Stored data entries
--- START ---
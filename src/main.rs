//! grid-market-sim entry point: CLI wiring and mode dispatch.

use std::path::Path;
use std::process;

use grid_market_sim::cli::{self, CliOptions, Mode, Parsed};
use grid_market_sim::config::ServiceConfig;
use grid_market_sim::io::export::{ExportSeries, export_series};
use grid_market_sim::market::types::pass_rng;
use grid_market_sim::market::{Clock, MarketContext};
use grid_market_sim::telemetry::init_tracing;
use tracing::info;

/// Loads the config file (or defaults), then applies env and CLI overrides.
fn load_config(cli: &CliOptions) -> ServiceConfig {
    let mut cfg = match &cli.config {
        Some(path) => match ServiceConfig::from_toml_file(path) {
            Ok(cfg) => cfg,
            Err(e) => {
                eprintln!("{e}");
                process::exit(1);
            }
        },
        None => ServiceConfig::default(),
    };

    if let Err(e) = cfg.apply_env(|key| std::env::var(key).ok()) {
        eprintln!("{e}");
        process::exit(1);
    }

    if let Some(seed) = cli.seed {
        cfg.server.seed = Some(seed);
    }
    if let Some(bind) = &cli.bind {
        cfg.server.bind.clone_from(bind);
    }
    if let Some(url) = &cli.api_url {
        cfg.dashboard.base_url.clone_from(url);
    }

    let errors = cfg.validate();
    if !errors.is_empty() {
        for e in &errors {
            eprintln!("{e}");
        }
        process::exit(1);
    }
    cfg
}

#[cfg(feature = "api")]
fn serve(cfg: &ServiceConfig) {
    use std::sync::Arc;

    use grid_market_sim::api::{self, AppState};

    init_tracing(&cfg.logging);
    let addr = cfg.bind_addr().unwrap_or_else(|e| {
        eprintln!("{e}");
        process::exit(1);
    });
    let state = AppState::from_config(cfg).unwrap_or_else(|e| {
        eprintln!("{e}");
        process::exit(1);
    });
    info!(
        nodes = state.registry.nodes().len(),
        storage = state.registry.storage().len(),
        seeded = state.seed.is_some(),
        "registry loaded"
    );
    let rt = tokio::runtime::Runtime::new().unwrap_or_else(|e| {
        eprintln!("error: failed to create tokio runtime: {e}");
        process::exit(1);
    });
    if let Err(e) = rt.block_on(api::serve(Arc::new(state), addr)) {
        eprintln!("error: server failed: {e}");
        process::exit(1);
    }
}

#[cfg(not(feature = "api"))]
fn serve(_cfg: &ServiceConfig) {
    eprintln!("error: built without the `api` feature; rebuild with --features api");
    process::exit(1);
}

#[cfg(feature = "tui")]
fn dashboard(cfg: &ServiceConfig) {
    // no subscriber: the terminal belongs to the UI
    if let Err(e) = grid_market_sim::tui::run(&cfg.dashboard) {
        eprintln!("error: dashboard failed: {e}");
        process::exit(1);
    }
}

#[cfg(not(feature = "tui"))]
fn dashboard(_cfg: &ServiceConfig) {
    eprintln!("error: built without the `tui` feature; rebuild with --features tui");
    process::exit(1);
}

fn export(cfg: &ServiceConfig, series: ExportSeries, out: &Path) {
    init_tracing(&cfg.logging);
    let registry = cfg.build_registry().unwrap_or_else(|e| {
        eprintln!("{e}");
        process::exit(1);
    });
    // validate() already checked the reference node exists
    let Some(node) = registry.node(&cfg.market.reference_node) else {
        eprintln!("error: unknown reference node \"{}\"", cfg.market.reference_node);
        process::exit(1);
    };
    let ctx = MarketContext::new(Clock::System.now());
    let mut rng = pass_rng(cfg.server.seed);
    match export_series(series, node, &ctx, &mut rng, out) {
        Ok(rows) => info!(?series, rows, path = %out.display(), "series exported"),
        Err(e) => {
            eprintln!("error: failed to write CSV: {e}");
            process::exit(1);
        }
    }
}

fn main() {
    let cli = match cli::parse_args() {
        Ok(Parsed::Run(opts)) => opts,
        Ok(Parsed::Help) => {
            cli::print_usage();
            process::exit(0);
        }
        Err(e) => {
            eprintln!("error: {e}");
            cli::print_usage();
            process::exit(2);
        }
    };

    let cfg = load_config(&cli);

    match &cli.mode {
        Mode::Serve => serve(&cfg),
        Mode::Dashboard => dashboard(&cfg),
        Mode::Export { series, out } => export(&cfg, *series, out),
    }
}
--- END ---
(What is being asked): Reproduce the data exactly, omitting nothing.

(Answer for the task):
filename src/main.rs
//! grid-market-sim entry point: CLI wiring and mode dispatch.

use std::path::Path;
use std::process;

use grid_market_sim::cli::{self, CliOptions, Mode, Parsed};
use grid_market_sim::config::ServiceConfig;
use grid_market_sim::io::export::{ExportSeries, export_series};
use grid_market_sim::market::types::pass_rng;
use grid_market_sim::market::{Clock, MarketContext};
use grid_market_sim::telemetry::init_tracing;
use tracing::info;

/// Loads the config file (or defaults), then applies env and CLI overrides.
fn load_config(cli: &CliOptions) -> ServiceConfig {
    let mut cfg = match &cli.config {
        Some(path) => match ServiceConfig::from_toml_file(path) {
            Ok(cfg) => cfg,
            Err(e) => {
                eprintln!("{e}");
                process::exit(1);
            }
        },
        None => ServiceConfig::default(),
    };

    if let Err(e) = cfg.apply_env(|key| std::env::var(key).ok()) {
        eprintln!("{e}");
        process::exit(1);
    }

    if let Some(seed) = cli.seed {
        cfg.server.seed = Some(seed);
    }
    if let Some(bind) = &cli.bind {
        cfg.server.bind.clone_from(bind);
    }
    if let Some(url) = &cli.api_url {
        cfg.dashboard.base_url.clone_from(url);
    }

    let errors = cfg.validate();
    if !errors.is_empty() {
        for e in &errors {
            eprintln!("{e}");
        }
        process::exit(1);
    }
    cfg
}

#[cfg(feature = "api")]
fn serve(cfg: &ServiceConfig) {
    use std::sync::Arc;

    use grid_market_sim::api::{self, AppState};

    init_tracing(&cfg.logging);
    let addr = cfg.bind_addr().unwrap_or_else(|e| {
        eprintln!("{e}");
        process::exit(1);
    });
    let state = AppState::from_config(cfg).unwrap_or_else(|e| {
        eprintln!("{e}");
        process::exit(1);
    });
    info!(
        nodes = state.registry.nodes().len(),
        storage = state.registry.storage().len(),
        seeded = state.seed.is_some(),
        "registry loaded"
    );
    let rt = tokio::runtime::Runtime::new().unwrap_or_else(|e| {
        eprintln!("error: failed to create tokio runtime: {e}");
        process::exit(1);
    });
    if let Err(e) = rt.block_on(api::serve(Arc::new(state), addr)) {
        eprintln!("error: server failed: {e}");
        process::exit(1);
    }
}

#[cfg(not(feature = "api"))]
fn serve(_cfg: &ServiceConfig) {
    eprintln!("error: built without the `api` feature; rebuild with --features api");
    process::exit(1);
}

#[cfg(feature = "tui")]
fn dashboard(cfg: &ServiceConfig) {
    // no subscriber: the terminal belongs to the UI
    if let Err(e) = grid_market_sim::tui::run(&cfg.dashboard) {
        eprintln!("error: dashboard failed: {e}");
        process::exit(1);
    }
}

#[cfg(not(feature = "tui"))]
fn dashboard(_cfg: &ServiceConfig) {
    eprintln!("error: built without the `tui` feature; rebuild with --features tui");
    process::exit(1);
}

fn export(cfg: &ServiceConfig, series: ExportSeries, out: &Path) {
    init_tracing(&cfg.logging);
    let registry = cfg.build_registry().unwrap_or_else(|e| {
        eprintln!("{e}");
        process::exit(1);
    });
    // validate() already checked the reference node exists
    let Some(node) = registry.node(&cfg.market.reference_node) else {
        eprintln!("error: unknown reference node \"{}\"", cfg.market.reference_node);
        process::exit(1);
    };
    let ctx = MarketContext::new(Clock::System.now());
    let mut rng = pass_rng(cfg.server.seed);
    match export_series(series, node, &ctx, &mut rng, out) {
        Ok(rows) => info!(?series, rows, path = %out.display(), "series exported"),
        Err(e) => {
            eprintln!("error: failed to write CSV: {e}");
            process::exit(1);
        }
    }
}

fn main() {
    let cli = match cli::parse_args() {
        Ok(Parsed::Run(opts)) => opts,
        Ok(Parsed::Help) => {
            cli::print_usage();
            process::exit(0);
        }
        Err(e) => {
            eprintln!("error: {e}");
            cli::print_usage();
            process::exit(2);
        }
    };

    let cfg = load_config(&cli);

    match &cli.mode {
        Mode::Serve => serve(&cfg),
        Mode::Dashboard => dashboard(&cfg),
        Mode::Export { series, out } => export(&cfg, *series, out),
    }
}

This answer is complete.